Articles
‘Evolutionary Origins’ Continue to be Pushed Back in Time
By Michael J. Oard 2004
New fossil discoveries continue to push back the origin of organisms within the evolutionary geological column and timescale. I have previously reported on this trend in several perspective articles in TJ .1–4 If this trend continues, supposed evolutionary origins of most multicelled organisms at the phylum level will be pushed back to the Cambrian explosion within the evolutionary geological column. So many new phyla have been added to the Cambrian explosion in the last few decades that it is now being called the ‘Cambrian Big Bang’. During this Cambrian big bang, 50% to possibly as high as 5% of animal phyla made their first appearances with no ancestors.5 This is an astronomical increase in information and exhibits a pattern opposite to that expected from evolution.
The evidence very strongly favours creation.

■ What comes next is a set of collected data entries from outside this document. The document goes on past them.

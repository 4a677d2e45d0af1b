use common::config::Validate;
use serde::{Deserialize, Serialize};

const MIN_FRAME_INTERVAL_MS: u64 = 10;

#[derive(Debug, PartialEq, Serialize, Deserialize, Clone)]
pub struct DisplayConfig {
    pub render: bool,
    pub clear_screen: bool,
    /// Frames closer together than this are dropped. Zero renders every frame.
    #[serde(default)]
    pub min_frame_interval_ms: u64,
}

impl Default for DisplayConfig {
    fn default() -> Self {
        Self {
            render: true,
            clear_screen: true,
            min_frame_interval_ms: 0,
        }
    }
}

impl Validate for DisplayConfig {
    fn validate(&self) -> Result<(), String> {
        if self.min_frame_interval_ms != 0 && self.min_frame_interval_ms < MIN_FRAME_INTERVAL_MS {
            return Err(format!(
                "min_frame_interval_ms must be 0 or at least {}, got {}",
                MIN_FRAME_INTERVAL_MS, self.min_frame_interval_ms
            ));
        }
        Ok(())
    }
}
mod bot_controller;
mod collision;
mod entity;
mod game_state;
mod grid;
mod powerup;
mod session;
mod settings;
mod snapshot;
mod spawner;
mod types;

pub use bot_controller::BotController;
pub use collision::{Collision, check_wall_or_self, resolve as resolve_collisions};
pub use entity::Snake;
pub use game_state::{GameSession, OPPONENT_START, PLAYER_START};
pub use grid::Grid;
pub use powerup::{ActivePower, PowerEffects, Powerup, PowerupKind};
pub use session::{SessionCommand, SnakeSession};
pub use settings::*;
pub use snapshot::{ActivePowerView, Snapshot, TickResult};
pub use spawner::{PowerupSpawner, place_food, sweep_expired};
pub use types::{DeathReason, Direction, GameMode, GameOver, Millis, Point, Winner};
use super::powerup::{Powerup, PowerupKind};
use super::types::{GameMode, GameOver, Millis, Point};

#[derive(Clone, Copy, Debug, PartialEq, Eq)]
pub struct ActivePowerView {
    pub kind: PowerupKind,
    pub remaining: Millis,
}

/// Read-only picture of a session handed to renderers.
#[derive(Clone, Debug, PartialEq)]
pub struct Snapshot {
    pub tick: u64,
    pub tile_count: i32,
    pub mode: GameMode,
    pub player: Vec<Point>,
    pub opponent: Vec<Point>,
    pub food: Point,
    pub powerups: Vec<Powerup>,
    pub score: u32,
    pub level: u32,
    pub level_progress: u32,
    pub points_per_level: u32,
    pub high_score: u32,
    pub tick_interval: Millis,
    pub running: bool,
    pub paused: bool,
    pub active_power: Option<ActivePowerView>,
}

#[derive(Clone, Debug, PartialEq)]
pub struct TickResult {
    pub snapshot: Snapshot,
    pub game_over: Option<GameOver>,
    /// The cadence must be rebuilt before the next tick.
    pub interval_changed: bool,
    pub high_score_beaten: bool,
}
use crate::models::document::DocumentRef;
use anyhow::{Context, Result};
use serde::Deserialize;
use std::path::{Path, PathBuf};
use tokio::fs;

/// 一次会话要处理的文档与查询
///
/// ```toml
/// knowledge_files = ["papers/a.pdf", "papers/b.pdf"]
/// focus_file = "papers/focus.pdf"
/// query = "可选：不填时在阅读器中选中文本"
/// ```
#[derive(Debug, Clone, Deserialize)]
pub struct SessionPlan {
    pub knowledge_files: Vec<PathBuf>,
    pub focus_file: PathBuf,
    #[serde(default)]
    pub query: Option<String>,
    /// 覆盖配置中的 top_k
    #[serde(default)]
    pub top_k: Option<usize>,
}

/// 从 TOML 文件加载会话计划，相对路径以计划文件所在目录为基准
pub async fn load_session_plan(plan_path: &Path) -> Result<SessionPlan> {
    let content = fs::read_to_string(plan_path)
        .await
        .with_context(|| format!("无法读取会话计划: {}", plan_path.display()))?;

    let mut plan: SessionPlan = toml::from_str(&content)
        .with_context(|| format!("无法解析会话计划: {}", plan_path.display()))?;

    let base_dir = plan_path.parent().unwrap_or_else(|| Path::new("."));
    plan.knowledge_files = plan
        .knowledge_files
        .iter()
        .map(|p| resolve_relative(base_dir, p))
        .collect();
    plan.focus_file = resolve_relative(base_dir, &plan.focus_file);

    tracing::info!(
        "会话计划已加载: 知识库 {} 个文件, 焦点文档 {}",
        plan.knowledge_files.len(),
        plan.focus_file.display()
    );

    Ok(plan)
}

/// 依次读取文档，任何一个读取失败都整体失败
pub async fn load_documents(paths: &[PathBuf]) -> Result<Vec<DocumentRef>> {
    let mut documents = Vec::with_capacity(paths.len());
    for path in paths {
        let document = DocumentRef::from_path(path).await?;
        tracing::debug!(
            "已读取文档 {} ({} 字节)",
            document.name(),
            document.content().len()
        );
        documents.push(document);
    }
    Ok(documents)
}

fn resolve_relative(base_dir: &Path, path: &Path) -> PathBuf {
    if path.is_absolute() {
        path.to_path_buf()
    } else {
        base_dir.join(path)
    }
}
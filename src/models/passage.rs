//! 搜索返回的段落
//!
//! 线上字段名大小写敏感：`Header` / `PDF_Name` / `Page` / `Content`，
//! 在边界上做严格校验，不合法的载荷直接拒绝。

use serde::{Deserialize, Serialize};
use thiserror::Error;

use crate::models::document::file_name_of;

/// 段落校验失败
#[derive(Debug, Clone, PartialEq, Eq, Error)]
pub enum PassageError {
    #[error("页码必须 ≥ 1，实际为 {0}")]
    InvalidPage(i64),
    #[error("PDF_Name 不能为空")]
    EmptySource,
}

/// 搜索结果中的一个段落
///
/// 段落列表的顺序就是相关性顺序，也是显示顺序
#[derive(Debug, Clone, PartialEq, Eq, Serialize, Deserialize)]
#[serde(try_from = "PassageWire", into = "PassageWire")]
pub struct Passage {
    header: String,
    source_path: String,
    page: u32,
    content: String,
}

impl Passage {
    pub fn new(
        header: impl Into<String>,
        source_path: impl Into<String>,
        page: i64,
        content: impl Into<String>,
    ) -> Result<Self, PassageError> {
        let source_path = source_path.into();
        if file_name_of(&source_path).is_empty() {
            return Err(PassageError::EmptySource);
        }
        let page = u32::try_from(page)
            .ok()
            .filter(|p| *p >= 1)
            .ok_or(PassageError::InvalidPage(page))?;
        Ok(Self {
            header: header.into(),
            source_path,
            page,
            content: content.into(),
        })
    }

    pub fn header(&self) -> &str {
        &self.header
    }

    /// 后端给出的原始来源（可能是完整路径）
    pub fn source_path(&self) -> &str {
        &self.source_path
    }

    /// 来源文档名（路径最后一段），显示与匹配共用
    pub fn source_document_name(&self) -> &str {
        file_name_of(&self.source_path)
    }

    pub fn page(&self) -> u32 {
        self.page
    }

    pub fn content(&self) -> &str {
        &self.content
    }
}

/// 线上格式
#[derive(Debug, Clone, Serialize, Deserialize)]
struct PassageWire {
    #[serde(rename = "Header")]
    header: String,
    #[serde(rename = "PDF_Name")]
    pdf_name: String,
    #[serde(rename = "Page")]
    page: i64,
    #[serde(rename = "Content")]
    content: String,
}

impl TryFrom<PassageWire> for Passage {
    type Error = PassageError;

    fn try_from(wire: PassageWire) -> Result<Self, Self::Error> {
        Passage::new(wire.header, wire.pdf_name, wire.page, wire.content)
    }
}

impl From<Passage> for PassageWire {
    fn from(passage: Passage) -> Self {
        Self {
            header: passage.header,
            pdf_name: passage.source_path,
            page: i64::from(passage.page),
            content: passage.content,
        }
    }
}

/// 搜索请求体
#[derive(Debug, Clone, Serialize)]
pub struct SearchRequest<'a> {
    pub query: &'a str,
    pub top_k: usize,
}

/// 搜索响应体
///
/// `results` 缺失或为 null 时保持为 `None`，由流程层统一规范化为空列表
#[derive(Debug, Clone, Default, Deserialize)]
pub struct SearchResponse {
    #[serde(default)]
    pub results: Option<Vec<Passage>>,
}
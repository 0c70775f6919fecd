//! 测试替身
//!
//! 内存实现的 `BackendApi` 与 `RenderEngine`，供单元测试和 `tests/` 下的集成测试共用。
//! 所有调用都会被记录，失败与挂起可以按端点单独控制。

use std::collections::HashMap;
use std::sync::atomic::{AtomicUsize, Ordering};
use std::sync::{Arc, Mutex, MutexGuard, PoisonError};

use async_trait::async_trait;
use tokio::sync::Notify;

use crate::clients::BackendApi;
use crate::error::{ApiError, ViewerError};
use crate::models::{DocumentRef, Passage, SearchResponse};
use crate::services::viewer_bridge::{DocumentSource, NavigationHandle, OpenRequest, RenderEngine};

fn lock<T>(mutex: &Mutex<T>) -> MutexGuard<'_, T> {
    mutex.lock().unwrap_or_else(PoisonError::into_inner)
}

/// 后端端点
#[derive(Debug, Clone, Copy, PartialEq, Eq, Hash)]
pub enum Endpoint {
    EmbedKey,
    UploadBulk,
    UploadSingle,
    Search,
    Insights,
    Podcast,
}

impl Endpoint {
    fn path(self) -> &'static str {
        use crate::clients::backend_client::{
            EMBED_KEY_PATH, INSIGHTS_PATH, PODCAST_PATH, SEARCH_PATH, UPLOAD_BULK_PATH,
            UPLOAD_SINGLE_PATH,
        };
        match self {
            Endpoint::EmbedKey => EMBED_KEY_PATH,
            Endpoint::UploadBulk => UPLOAD_BULK_PATH,
            Endpoint::UploadSingle => UPLOAD_SINGLE_PATH,
            Endpoint::Search => SEARCH_PATH,
            Endpoint::Insights => INSIGHTS_PATH,
            Endpoint::Podcast => PODCAST_PATH,
        }
    }
}

/// 一次被记录的后端调用
#[derive(Debug, Clone, PartialEq, Eq)]
pub enum Call {
    EmbedKey,
    UploadBulk(Vec<String>),
    UploadSingle(String),
    Search { query: String, top_k: usize },
    Insights(usize),
    Podcast(usize),
}

impl Call {
    pub fn endpoint(&self) -> Endpoint {
        match self {
            Call::EmbedKey => Endpoint::EmbedKey,
            Call::UploadBulk(_) => Endpoint::UploadBulk,
            Call::UploadSingle(_) => Endpoint::UploadSingle,
            Call::Search { .. } => Endpoint::Search,
            Call::Insights(_) => Endpoint::Insights,
            Call::Podcast(_) => Endpoint::Podcast,
        }
    }
}

/// 内存后端
pub struct FakeBackend {
    calls: Mutex<Vec<Call>>,
    failures: Mutex<HashMap<Endpoint, Option<String>>>,
    gates: Mutex<HashMap<Endpoint, Arc<Notify>>>,
    embed_key: Mutex<String>,
    search_results: Mutex<Option<Vec<Passage>>>,
    insights: Mutex<Vec<String>>,
    podcast_url: Mutex<Option<String>>,
}

impl Default for FakeBackend {
    fn default() -> Self {
        Self::new()
    }
}

impl FakeBackend {
    pub fn new() -> Self {
        Self {
            calls: Mutex::new(Vec::new()),
            failures: Mutex::new(HashMap::new()),
            gates: Mutex::new(HashMap::new()),
            embed_key: Mutex::new("test-client-id".to_string()),
            search_results: Mutex::new(Some(Vec::new())),
            insights: Mutex::new(Vec::new()),
            podcast_url: Mutex::new(None),
        }
    }

    /// 让端点以 500 拒绝，`detail` 为响应体中的 detail
    pub fn fail(&self, endpoint: Endpoint, detail: Option<&str>) {
        lock(&self.failures).insert(endpoint, detail.map(str::to_string));
    }

    /// 取消端点的失败设置
    pub fn succeed(&self, endpoint: Endpoint) {
        lock(&self.failures).remove(&endpoint);
    }

    /// 挂起端点：之后的每次调用都要等到返回的 `Notify` 放行一次
    pub fn hold(&self, endpoint: Endpoint) -> Arc<Notify> {
        let gate = Arc::new(Notify::new());
        lock(&self.gates).insert(endpoint, Arc::clone(&gate));
        gate
    }

    /// `None` 模拟后端返回 `{"results": null}`
    pub fn set_search_results(&self, results: Option<Vec<Passage>>) {
        *lock(&self.search_results) = results;
    }

    pub fn set_insights(&self, insights: Vec<String>) {
        *lock(&self.insights) = insights;
    }

    pub fn set_podcast_url(&self, url: Option<&str>) {
        *lock(&self.podcast_url) = url.map(str::to_string);
    }

    pub fn calls(&self) -> Vec<Call> {
        lock(&self.calls).clone()
    }

    pub fn count(&self, endpoint: Endpoint) -> usize {
        lock(&self.calls)
            .iter()
            .filter(|call| call.endpoint() == endpoint)
            .count()
    }

    /// 记录调用，按需等待闸门，再检查失败设置
    async fn enter(&self, call: Call) -> Result<(), ApiError> {
        let endpoint = call.endpoint();
        lock(&self.calls).push(call);

        let gate = lock(&self.gates).get(&endpoint).cloned();
        if let Some(gate) = gate {
            gate.notified().await;
        }

        match lock(&self.failures).get(&endpoint) {
            Some(detail) => Err(ApiError::Rejected {
                endpoint: endpoint.path().to_string(),
                status: 500,
                detail: detail.clone(),
            }),
            None => Ok(()),
        }
    }
}

#[async_trait]
impl BackendApi for FakeBackend {
    async fn fetch_embed_key(&self) -> Result<String, ApiError> {
        self.enter(Call::EmbedKey).await?;
        Ok(lock(&self.embed_key).clone())
    }

    async fn upload_bulk(&self, files: &[DocumentRef]) -> Result<(), ApiError> {
        let names = files.iter().map(|f| f.name().to_string()).collect();
        self.enter(Call::UploadBulk(names)).await
    }

    async fn upload_single(&self, file: &DocumentRef) -> Result<(), ApiError> {
        self.enter(Call::UploadSingle(file.name().to_string())).await
    }

    async fn search(&self, query: &str, top_k: usize) -> Result<SearchResponse, ApiError> {
        self.enter(Call::Search {
            query: query.to_string(),
            top_k,
        })
        .await?;
        Ok(SearchResponse {
            results: lock(&self.search_results).clone(),
        })
    }

    async fn insights(&self, passages: &[Passage]) -> Result<Vec<String>, ApiError> {
        self.enter(Call::Insights(passages.len())).await?;
        Ok(lock(&self.insights).clone())
    }

    async fn podcast(&self, passages: &[Passage]) -> Result<Option<String>, ApiError> {
        self.enter(Call::Podcast(passages.len())).await?;
        Ok(lock(&self.podcast_url).clone())
    }
}

#[derive(Debug, Clone, Copy, PartialEq, Eq)]
enum EngineMode {
    Loaded,
    Pending,
    Unavailable,
}

#[derive(Default)]
struct EngineLog {
    opened: Vec<String>,
    opened_urls: Vec<String>,
    gotos: Vec<(String, u32)>,
    teardowns: usize,
}

struct EngineShared {
    mode: EngineMode,
    ready: Notify,
    pointer: Notify,
    ready_waits: AtomicUsize,
    pointer_waits: AtomicUsize,
    pointer_failure: Mutex<Option<String>>,
    selection: Mutex<Result<Option<String>, String>>,
    log: Mutex<EngineLog>,
}

/// 内存渲染引擎
pub struct FakeEngine {
    shared: Arc<EngineShared>,
}

impl FakeEngine {
    fn with_mode(mode: EngineMode) -> Self {
        Self {
            shared: Arc::new(EngineShared {
                mode,
                ready: Notify::new(),
                pointer: Notify::new(),
                ready_waits: AtomicUsize::new(0),
                pointer_waits: AtomicUsize::new(0),
                pointer_failure: Mutex::new(None),
                selection: Mutex::new(Ok(None)),
                log: Mutex::new(EngineLog::default()),
            }),
        }
    }

    /// 引擎脚本已加载
    pub fn loaded() -> Self {
        Self::with_mode(EngineMode::Loaded)
    }

    /// 引擎脚本未加载，需等待 `fire_ready`
    pub fn pending() -> Self {
        Self::with_mode(EngineMode::Pending)
    }

    /// 引擎脚本永远不可用
    pub fn unavailable() -> Self {
        Self::with_mode(EngineMode::Unavailable)
    }

    /// 触发就绪事件（先于等待触发也有效）
    pub fn fire_ready(&self) {
        self.shared.ready.notify_one();
    }

    /// 模拟一次指针释放（先于等待触发也有效）
    pub fn release_pointer(&self) {
        self.shared.pointer.notify_one();
    }

    /// 下一次等待指针释放时返回一次瞬时错误
    pub fn fail_pointer_once(&self, message: &str) {
        *lock(&self.shared.pointer_failure) = Some(message.to_string());
    }

    /// 设置下一次选区查询的结果，`Err` 模拟引擎抛错
    pub fn set_selection(&self, selection: Result<Option<String>, String>) {
        *lock(&self.shared.selection) = selection;
    }

    /// 按顺序打开过的文档名
    pub fn opened(&self) -> Vec<String> {
        lock(&self.shared.log).opened.clone()
    }

    /// 以远程地址打开的文档
    pub fn opened_urls(&self) -> Vec<String> {
        lock(&self.shared.log).opened_urls.clone()
    }

    /// 送达的翻页请求 (文档名, 页码)
    pub fn gotos(&self) -> Vec<(String, u32)> {
        lock(&self.shared.log).gotos.clone()
    }

    pub fn teardowns(&self) -> usize {
        lock(&self.shared.log).teardowns
    }

    /// 等待就绪事件的次数
    pub fn ready_waits(&self) -> usize {
        self.shared.ready_waits.load(Ordering::SeqCst)
    }

    /// 等待指针释放的次数（含失败的那次）
    pub fn pointer_waits(&self) -> usize {
        self.shared.pointer_waits.load(Ordering::SeqCst)
    }
}

#[async_trait]
impl RenderEngine for FakeEngine {
    async fn is_loaded(&self) -> Result<bool, ViewerError> {
        Ok(self.shared.mode == EngineMode::Loaded)
    }

    async fn ready_event(&self) -> Result<(), ViewerError> {
        self.shared.ready_waits.fetch_add(1, Ordering::SeqCst);
        match self.shared.mode {
            EngineMode::Unavailable => Err(ViewerError::EngineUnavailable(
                "viewer script failed to load".to_string(),
            )),
            _ => {
                self.shared.ready.notified().await;
                Ok(())
            }
        }
    }

    async fn teardown(&self) -> Result<(), ViewerError> {
        lock(&self.shared.log).teardowns += 1;
        Ok(())
    }

    async fn open(&self, request: OpenRequest) -> Result<Box<dyn NavigationHandle>, ViewerError> {
        let mut log = lock(&self.shared.log);
        log.opened.push(request.display_name.clone());
        if let DocumentSource::Url(url) = &request.source {
            log.opened_urls.push(url.clone());
        }
        Ok(Box::new(FakeNavigation {
            document: request.display_name,
            shared: Arc::clone(&self.shared),
        }))
    }

    async fn pointer_released(&self) -> Result<(), ViewerError> {
        self.shared.pointer_waits.fetch_add(1, Ordering::SeqCst);
        let failure = lock(&self.shared.pointer_failure).take();
        if let Some(message) = failure {
            return Err(ViewerError::script(message));
        }
        self.shared.pointer.notified().await;
        Ok(())
    }
}

struct FakeNavigation {
    document: String,
    shared: Arc<EngineShared>,
}

#[async_trait]
impl NavigationHandle for FakeNavigation {
    async fn selected_content(&self) -> Result<Option<String>, ViewerError> {
        lock(&self.shared.selection)
            .clone()
            .map_err(ViewerError::Engine)
    }

    async fn goto_location(&self, page: u32) -> Result<(), ViewerError> {
        lock(&self.shared.log)
            .gotos
            .push((self.document.clone(), page));
        Ok(())
    }
}
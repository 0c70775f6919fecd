pub mod toml_loader;

pub use toml_loader::{load_documents, load_session_plan, SessionPlan};
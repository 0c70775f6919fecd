pub mod adobe_engine;
pub mod js_executor;

pub use adobe_engine::AdobeEmbedEngine;
pub use js_executor::JsExecutor;
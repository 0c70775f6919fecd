/// 日志工具模块
///
/// 初始化 tracing 订阅者，并提供日志格式化和输出的辅助函数
use std::fs::{self, OpenOptions};
use std::sync::Mutex;

use anyhow::{anyhow, Context, Result};
use tracing::info;
use tracing_subscriber::{fmt, prelude::*, EnvFilter};

use crate::config::Config;
use crate::models::{ArtifactsView, Passage};
use crate::workflow::Stage;

/// 初始化日志：控制台 + 会话日志文件
///
/// 级别由 `RUST_LOG` 决定，未设置时按 `verbose_logging` 取 debug 或 info
pub fn init(config: &Config) -> Result<()> {
    init_log_file(&config.output_log_file)?;
    let file = OpenOptions::new()
        .append(true)
        .open(&config.output_log_file)
        .with_context(|| format!("无法打开日志文件: {}", config.output_log_file))?;

    let default_level = if config.verbose_logging { "debug" } else { "info" };
    let filter =
        EnvFilter::try_from_default_env().unwrap_or_else(|_| EnvFilter::new(default_level));

    tracing_subscriber::registry()
        .with(filter)
        .with(fmt::layer().with_target(false))
        .with(
            fmt::layer()
                .with_ansi(false)
                .with_target(false)
                .with_writer(Mutex::new(file)),
        )
        .try_init()
        .map_err(|e| anyhow!("初始化日志失败: {}", e))
}

/// 初始化日志文件（覆盖旧内容并写入会话头）
pub fn init_log_file(log_file_path: &str) -> Result<()> {
    let log_header = format!(
        "{}\n文档洞察会话日志 - {}\n{}\n\n",
        "=".repeat(60),
        chrono::Local::now().format("%Y-%m-%d %H:%M:%S"),
        "=".repeat(60)
    );
    fs::write(log_file_path, log_header)
        .with_context(|| format!("无法写入日志文件: {}", log_file_path))?;
    Ok(())
}

/// 记录程序启动信息
pub fn log_startup(config: &Config) {
    info!("{}", "=".repeat(60));
    info!("🚀 程序启动 - 文档洞察助手");
    info!("🌐 后端地址: {}", config.backend_base_url);
    info!("🔢 搜索 top_k: {}", config.search_top_k);
    info!(
        "🔀 切换文档后补发翻页: {}",
        if config.follow_up_navigation { "是" } else { "否" }
    );
    info!("{}", "=".repeat(60));
}

/// 记录阶段切换
pub fn log_stage(stage: Stage) {
    info!("\n{}", "─".repeat(60));
    info!("📍 当前阶段: {}", stage);
    info!("{}", "─".repeat(60));
}

/// 按相关度顺序列出段落
pub fn log_passages(passages: &[Passage]) {
    if passages.is_empty() {
        info!("（没有相关段落）");
        return;
    }
    for (idx, passage) in passages.iter().enumerate() {
        info!(
            "[{}] {} · {} 第 {} 页",
            idx + 1,
            passage.header(),
            passage.source_document_name(),
            passage.page()
        );
        info!("    {}", truncate_text(passage.content(), 120));
    }
}

/// 打印结果面板
pub fn log_artifacts(view: &ArtifactsView) {
    if view.insights_loading {
        info!("💡 要点: 生成中...");
    } else if view.shows_insights() {
        info!("💡 要点:");
        for insight in &view.artifacts.insights {
            info!("  • {}", insight);
        }
    }

    if view.podcast_loading {
        info!("🎧 音频摘要: 生成中...");
    } else if let Some(url) = &view.artifacts.podcast_url {
        info!("🎧 音频摘要: {}", url);
    }
}

/// 截断长文本用于日志显示
pub fn truncate_text(text: &str, max_len: usize) -> String {
    if text.chars().count() > max_len {
        text.chars().take(max_len).collect::<String>() + "..."
    } else {
        text.to_string()
    }
}
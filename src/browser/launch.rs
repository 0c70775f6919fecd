use std::path::Path;

use chromiumoxide::{Browser, BrowserConfig, Page};
use futures::StreamExt;
use tokio::time::{sleep, Duration};
use tracing::{debug, error, info};

use crate::error::{AppError, AppResult};

/// 启动浏览器并打开阅读器宿主页面
///
/// 阅读器需要用户选中文本，默认以有界面模式启动
pub async fn launch_browser(
    host_url: &str,
    headless: bool,
    executable: Option<&str>,
) -> AppResult<(Browser, Page)> {
    info!(
        "🚀 启动浏览器 ({})...",
        if headless { "无头模式" } else { "有界面模式" }
    );

    let mut builder = BrowserConfig::builder().args(vec![
        "--no-sandbox",
        "--disable-dev-shm-usage",
        "--remote-debugging-port=0",
    ]);
    builder = if headless {
        builder.new_headless_mode()
    } else {
        builder.with_head()
    };
    if let Some(path) = executable {
        debug!("浏览器可执行文件: {}", path);
        builder = builder.chrome_executable(Path::new(path));
    }

    let config = builder.build().map_err(|e| {
        error!("配置浏览器失败: {}", e);
        AppError::Launch(e)
    })?;

    let (browser, mut handler) = Browser::launch(config).await.map_err(|e| {
        error!("启动浏览器失败: {}", e);
        e
    })?;
    debug!("浏览器启动成功");

    // 在后台处理浏览器事件
    tokio::spawn(async move {
        while let Some(h) = handler.next().await {
            if h.is_err() {
                break;
            }
        }
    });

    sleep(Duration::from_millis(300)).await;

    let page = browser.new_page(host_url).await.map_err(|e| {
        error!("创建页面失败: {}", e);
        e
    })?;
    info!("✅ 浏览器已打开: {}", host_url);

    Ok((browser, page))
}
//! 业务能力层
//!
//! - `viewer_bridge`：阅读器生命周期、选区捕获、翻页
//! - `document_switcher`：结果阶段的当前文档切换

pub mod document_switcher;
pub mod viewer_bridge;

pub use document_switcher::{ActiveDocumentSwitcher, SwitchDecision, SwitchOutcome};
pub use viewer_bridge::{
    DocumentSource, NavigationHandle, OpenRequest, RenderEngine, ViewerBridge, ViewerStatus,
};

A recent re-discovery of a fossil that was collected early in the twentieth century has not only pushed the origin of insects further back in the fossil record, but also it is probable that the origin of flight has been extended well backwards within the evolutionary paradigm.6 The fossil, named Rhyniognatha hirsti , was discovered in 1919 in chert from Scotland’s Old Red Sandstone. A 1928 report on the fossil described it as ‘insect like’. Since then it has sat in a drawer in the British Museum of Natural History, without much attention. However, a recent reanalysis of the fragmentary fossil has raised great interest, as it is now considered the earliest record of true insects.7
Furthermore, two double-hinged 0.1-millimetre-long mandibles indicate that the insect probably had wings. This is based on its having a similar morphology to winged insects today. The authors of the new evidence state that previously fossil evidence showed ‘that insect’s wings originated in the Early Carboniferous period, some 90, 170 and 270 Myr before pterosaurs, birds and bats respectively.’8
There are no ancestors or transitional fossils for such a huge leap in information or specified complexity:
‘A diverse assemblage of winged insects appears suddenly in the fossil record about 330 million years ago, and there are few clues about their evolutionary lineage.’9
If the author’s analogy with present insects holds up, the new fossil analysis places the winged insect 70 to 80 million years earlier than any previously discovered winged insect, well past 400 million years, still with no ancestors. Furthermore, the origin of wings and flight must be even earlier, at least 20 million years earlier in the evolutionary framework:
‘If Rhyniognatha had wings, the evolutionary origin of those features probably occurred at least 20 million years earlier, says Conrad C. Labandeira of the Smithsonian Institution in Washington, D.C.’9
That would place the origin of flight clear back to the early Silurian within the evolutionary geological column. Since insects usually need plants, pushing back the origin of insects, and possibly flight, supports new information that has pushed the origin of land plants back to the Ordovician period within the evolutionary paradigm.8,10
References
1. Oard, M.J., Evolution pushed further into the past, TJ 10 (2):171–172, 1996.
2. Oard, M.J., How well do paleontologists know fossil distributions? TJ 14 (1):7–8, 2000.
3. Oard, M.J., Supposed eukaryote evolution pushed back one billion years, TJ 15 (1):4, 2001.
4. Oard, M.J., Arthropods supposedly invaded land 40 million years earlier, TJ 17 (2):3–4, 2003.
5. Meyer, S.C., Ross, M., Nelson, P. and Chien, P., The Cambrian explosion: biology’s big bang; in: Campbell, J.A. and Meyer, S.C. (Eds.), Darwinism, Design, and Public Education , Michigan State University Press, East Lansing, MI, pp. 323–402, 2003.
6. Engel, M.S. and Grimaldi, D.A., New light shed on the oldest insect, Nature 427 :627–630, 2004.
7. Engel, ref. 6, p. 627.
8. Engel, ref. 6, p. 629.
9. Perkins, S., Early flight? Science News 165 : 100, 2004.
10. Wellman, C.H., Osterloff, P.L. and Mohluddin, U., Fragments of the earliest land plants, Nature 425 :282–285, 2003.
The evolution of flight is also contradicted by ‘living fossils’ of flying insects preserved in amber.